== Material provided ==

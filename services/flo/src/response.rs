// Licensed to the Apache Software Foundation (ASF) under one
// or more contributor license agreements.  See the NOTICE file
// distributed with this work for additional information
// regarding copyright ownership.  The ASF licenses this file
// to you under the Apache License, Version 2.0 (the
// "License"); you may not use this file except in compliance
// with the License.  You may obtain a copy of the License at
//
//   http://www.apache.org/licenses/LICENSE-2.0
//
// Unless required by applicable law or agreed to in writing,
// software distributed under the License is distributed on an
// "AS IS" BASIS, WITHOUT WARRANTIES OR CONDITIONS OF ANY
// KIND, either express or implied.  See the License for the
// specific language governing permissions and limitations
// under the License.

//! Turn raw api responses into values or typed errors.

use azuqua_core::{Error, ResponseBody, Result};
use bytes::Bytes;
use http::StatusCode;
use log::debug;
use serde_json::Value;

/// Classification of one raw response.
#[derive(Debug, Clone, PartialEq)]
pub enum Outcome {
    /// 2xx or 3xx with a JSON body that carries no error.
    Success(Value),
    /// Status outside `[200, 400)`.
    HttpError {
        /// Status returned by the server.
        status: StatusCode,
        /// Message extracted from the body.
        message: String,
        /// Parsed JSON body, or the raw text.
        body: ResponseBody,
    },
    /// Success status but the body is not JSON.
    ParseError(String),
    /// Success status but the JSON body carries an `error`.
    BusinessError {
        /// Status returned by the server.
        status: StatusCode,
        /// Message extracted from the error.
        message: String,
        /// The whole JSON body.
        body: Value,
    },
}

impl Outcome {
    /// Convert into the value a caller sees.
    pub fn into_result(self) -> Result<Value> {
        match self {
            Outcome::Success(v) => Ok(v),
            Outcome::HttpError {
                status,
                message,
                body,
            } => Err(Error::http(status, message).with_body(body)),
            Outcome::ParseError(text) => Err(Error::response_parse(format!(
                "failed to parse server response as JSON: {text}"
            ))
            .with_body(ResponseBody::Text(text))),
            Outcome::BusinessError {
                status,
                message,
                body,
            } => Err(Error::api(message)
                .with_status(status)
                .with_body(ResponseBody::Json(body))),
        }
    }
}

/// Check if a successful response body actually reports a failure.
///
/// The api may answer `200` with `{"error": ...}` when the request was
/// accepted but the flo rejected it.
pub fn is_business_error(body: &Value) -> bool {
    matches!(
        body.get("error"),
        Some(v) if !v.is_null() && v != &Value::Bool(false)
    )
}

/// Classify a status and body.
///
/// This is a pure function: the same input always yields the same outcome.
pub fn classify(status: StatusCode, body: &[u8]) -> Outcome {
    let parsed = serde_json::from_slice::<Value>(body);

    if !(200..400).contains(&status.as_u16()) {
        let (message, body) = match parsed {
            Ok(v) => (
                error_message(&v).unwrap_or_else(|| default_message(status)),
                ResponseBody::Json(v),
            ),
            Err(_) => (
                default_message(status),
                ResponseBody::Text(String::from_utf8_lossy(body).to_string()),
            ),
        };
        return Outcome::HttpError {
            status,
            message,
            body,
        };
    }

    match parsed {
        Err(_) => Outcome::ParseError(String::from_utf8_lossy(body).to_string()),
        Ok(v) if is_business_error(&v) => Outcome::BusinessError {
            status,
            message: error_message(&v).unwrap_or_else(|| v["error"].to_string()),
            body: v,
        },
        Ok(v) => Outcome::Success(v),
    }
}

/// Normalize a raw http response into a value or a typed error.
pub fn normalize(resp: http::Response<Bytes>) -> Result<Value> {
    let status = resp.status();
    let outcome = classify(status, resp.body());
    if !matches!(outcome, Outcome::Success(_)) {
        debug!("server responded with status {status}, classified as error");
    }

    outcome.into_result()
}

// error.message, then error, then message.
fn error_message(v: &Value) -> Option<String> {
    let error = v.get("error");
    error
        .and_then(|e| e.get("message"))
        .and_then(Value::as_str)
        .or_else(|| error.and_then(Value::as_str))
        .or_else(|| v.get("message").and_then(Value::as_str))
        .map(str::to_string)
}

fn default_message(status: StatusCode) -> String {
    format!("server responded with status {}", status.as_u16())
}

===

§ **What you should do**
Every line above with the word "ResponseBody" is to be copied out.

§ **Answer to this exercise**
use azuqua_core::{Error, ResponseBody, Result};
        body: ResponseBody,
            .with_body(ResponseBody::Text(text))),
                .with_body(ResponseBody::Json(body))),
                ResponseBody::Json(v),
                ResponseBody::Text(String::from_utf8_lossy(body).to_string()),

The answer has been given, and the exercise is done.